Ten or fifteen minutes went by before he came out of the church. I’d just decided to leave when he came down the stairs, a small group of people still hovering around him. Reverend Page hung behind, smiling, and Childe shook hands and grinned and said, “Thankee” a dozen times.

He saw me and called, “Hold up, Charlie ol’ son! Don’t go running off just yet.”

I waited. Eventually everyone sauntered off, spiritually invigorated and stuffed with food. Reverend Childe and Reverend Page trotted down, and I went to meet them at the foot of the stairs. Page clasped my hand, said, “Did you know what Reverend Childe was going to do, Brother Charlie?”

I shook my head, and Page said, “It was spectacular, though, wasn’t it? Unconventional, that’s for sure. But it certainly did get the message across.”

“Kind of you, Brother,” Childe said, clapping Page on the shoulder. “It was a right honor to do it. You’ve got the finest congregation here I’ve seen in a long time. It’s a real risky proposition, walking into someone’s church and saying something like what I said, but the Lord’s light’s strong in ’em. It’s obvious you’re doing God’s work here.”

I stood there watching them stroke each other’s divine egos for a few minutes, then said, “Well, I appreciate the in-vite, Childe. It was fun, but I guess I’d better get moving.”

His face went serious. “What, you mean on down to Florida? Already?”

“Well, probably tomorrow morning. I figured I’d find a room tonight and get some rest. Got a long way to go.”

He shook his head. “I won’t hear of it. Why don’t you come on with me? I got a real nice place all set up and I just know they wouldn’t mind an extra body.”

“That’s nice of you, but—”

“Why, ain’t nothing nice about it at all, Charlie. It’d be my pleasure. Why don’t you come on with me? I sure would appreciate your company.”

He looked so earnest, and I was so low on funds, that I couldn’t really refuse. I smiled, said, “Okay, Reverend. You got yourself a bunk-mate.”

“Well, all right!” he said, squeezing my arm. He turned back to Page, pumped his hand up and down. “Thanks again for allowing me the pleasure of addressing your flock today, Brother. I do believe I got as much out of it as anyone.”

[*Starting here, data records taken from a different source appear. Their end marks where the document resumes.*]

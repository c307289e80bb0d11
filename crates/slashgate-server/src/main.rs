//! # slashgate server
//!
//! Serves the interactions webhook of one application. Commands are declared
//! below; on startup they are reconciled with (or pushed to) the platform,
//! then every interaction is verified and dispatched in-process.

use std::net::SocketAddr;
use std::sync::Arc;

use clap::Parser;
use slashgate_api::{AppState, Application, RestClient, Verifier, build_router};
use slashgate_commands::{
    Arguments, Choice, Command, CommandRegistrar, Group, InteractionContext, InvocationError,
    Node, OptionSpec, ParamKind, Parameter, Plugin, ResolvedOption,
};
use slashgate_common::config;
use slashgate_common::models::NumericBound;

#[derive(Debug, Parser)]
#[command(name = "slashgate", version, about = "Interactions webhook server")]
struct Cli {
    /// Overwrite the registered commands with the local set before serving.
    #[arg(long, env = "SLASHGATE_SYNC")]
    sync: bool,

    /// Print the registration payloads as JSON and exit.
    #[arg(long)]
    print_commands: bool,
}

const FRUITS: &[&str] = &["apple", "banana", "cherry", "mango", "melon", "peach", "pear"];

async fn ping(ctx: InteractionContext, _args: Arguments) -> anyhow::Result<()> {
    ctx.respond_ephemeral("pong").await?;
    Ok(())
}

async fn buy_fruit(ctx: InteractionContext, args: Arguments) -> anyhow::Result<()> {
    let fruit = args.require("fruit")?.as_str().unwrap_or_default().to_string();
    let amount = args.int("amount").unwrap_or(1);
    if !FRUITS.contains(&fruit.as_str()) {
        anyhow::bail!("we do not sell {fruit}");
    }
    let who = ctx.author().map(|u| u.mention()).unwrap_or_else(|| "someone".into());
    ctx.respond(format!("{who} bought {amount} × {fruit}")).await?;
    Ok(())
}

async fn suggest_fruit(_ctx: InteractionContext, focused: ResolvedOption) -> Option<Vec<Choice>> {
    let typed = focused
        .value
        .as_ref()
        .and_then(|v| v.as_str())
        .unwrap_or_default()
        .to_lowercase();
    let choices = FRUITS
        .iter()
        .filter(|f| f.starts_with(&typed))
        .filter_map(|f| Choice::new(*f).ok())
        .collect();
    Some(choices)
}

async fn market_error(ctx: InteractionContext, err: Arc<InvocationError>) -> anyhow::Result<()> {
    tracing::warn!(command = %err.command, error = %err.source, "market command failed");
    ctx.respond_ephemeral(format!("Could not complete that: {}", err.source)).await?;
    Ok(())
}

async fn report_error(_ctx: InteractionContext, err: Arc<InvocationError>) -> anyhow::Result<()> {
    tracing::error!(command = %err.command, error = %err.source, "unhandled command error");
    Ok(())
}

async fn market_loaded() -> anyhow::Result<()> {
    tracing::info!(fruits = FRUITS.len(), "market stocked");
    Ok(())
}

fn market() -> anyhow::Result<Plugin> {
    let fruit = Command::new(
        "fruit",
        "Buy some fruit",
        vec![
            Parameter::new("fruit", ParamKind::Str).with_option(
                OptionSpec::new()
                    .description("Which fruit")
                    .autocomplete(),
            ),
            Parameter::new("amount", ParamKind::Int)
                .with_default()
                .with_option(
                    OptionSpec::new()
                        .description("How many")
                        .min_value(NumericBound::Integer(1))
                        .max_value(NumericBound::Integer(99)),
                ),
        ],
        buy_fruit,
    )?
    .autocomplete("fruit", suggest_fruit)?;

    let buy = Group::new("buy", "Buy things from the market")?
        .guild_only(true)
        .with(fruit)?;

    Ok(Plugin::new("market")
        .command(buy)
        .on_error(market_error)
        .on_load(market_loaded))
}

fn commands() -> anyhow::Result<Vec<Node>> {
    Ok(vec![Command::new("ping", "Check that the bot is alive", vec![], ping)?.into()])
}

/// Registration client, when the application is configured for it.
fn registrar() -> anyhow::Result<Option<Arc<dyn CommandRegistrar>>> {
    let app = &config::get().application;
    if app.token.is_empty() || app.id.is_empty() {
        tracing::warn!("no application id/token configured, skipping command registration");
        return Ok(None);
    }
    Ok(Some(Arc::new(RestClient::from_config(app)?)))
}

#[tokio::main]
async fn main() -> anyhow::Result<()> {
    let cli = Cli::parse();

    // Load configuration
    let config = config::init()?;

    // Initialize tracing (structured logging)
    tracing_subscriber::fmt()
        .with_env_filter(
            tracing_subscriber::EnvFilter::try_from_default_env()
                .unwrap_or_else(|_| "slashgate=debug,tower_http=debug".into()),
        )
        .with_target(true)
        .with_thread_ids(true)
        .init();

    if cli.print_commands {
        let mut payloads: Vec<_> = commands()?.iter().map(Node::root_payload).collect();
        payloads.extend(market()?.nodes().iter().map(Node::root_payload));
        println!("{}", serde_json::to_string_pretty(&payloads)?);
        return Ok(());
    }

    tracing::info!("Starting slashgate v{}", env!("CARGO_PKG_VERSION"));

    let verifier = Verifier::from_hex(&config.application.public_key)?;
    let mut builder = Application::builder(verifier)
        .plugin(market()?)
        .on_error(report_error);
    for node in commands()? {
        builder = builder.command(node)?;
    }
    if let Some(registrar) = registrar()? {
        builder = builder.registrar(registrar, cli.sync || config.commands.sync_on_startup);
    }
    let application = builder.build().await?;

    let router = build_router(AppState::new(application), &config.server);
    let addr = SocketAddr::new(config.server.host.parse()?, config.server.port);

    tracing::info!(
        "Interactions endpoint listening on http://{addr}{}",
        config.server.interactions_path
    );

    let listener = tokio::net::TcpListener::bind(addr).await?;
    axum::serve(listener, router).await?;

    Ok(())
}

“The honor was ours,” Page said, and I settled in for some more preacher-camaraderie. By the time they were done, the sky was black and the night had grown strangely quiet. Page walked with us to Childe’s car, an early ’70’s model Chevy Malibu, shit-brown and rusty. A bumper sticker in the rear window read JESUS IS MY CO-PILOT.

They gripped each other’s shoulders and pumped each other’s hands some more, and Page said, “Have a safe trip, Brother. And good luck to you down in Cuba Landing.”

Childe thanked him profusely, grinning, and I wondered if his jaw muscles ever hurt. He was still grinning when Page finally walked off back to his church. Then he turned to me. “Well, Charlie, ready to go?”

He climbed in his car, then reached over to open the passenger door.

And then it dawned on me how strange this all was. I stood there for a moment, knowing suddenly that I should just turn around and walk off. The grin on Childe’s face, the outrageous friendliness, the bizarre spectacle in the church, all of it struck me suddenly as dangerous insanity.

The dome light was on in the car, and Reverend Childe leaned over to look at me. He said, “Everything all right, Charlie?”

I nodded, and, amazingly, my uneasiness wavered. Maybe I was being paranoid. I tended to do that sometimes.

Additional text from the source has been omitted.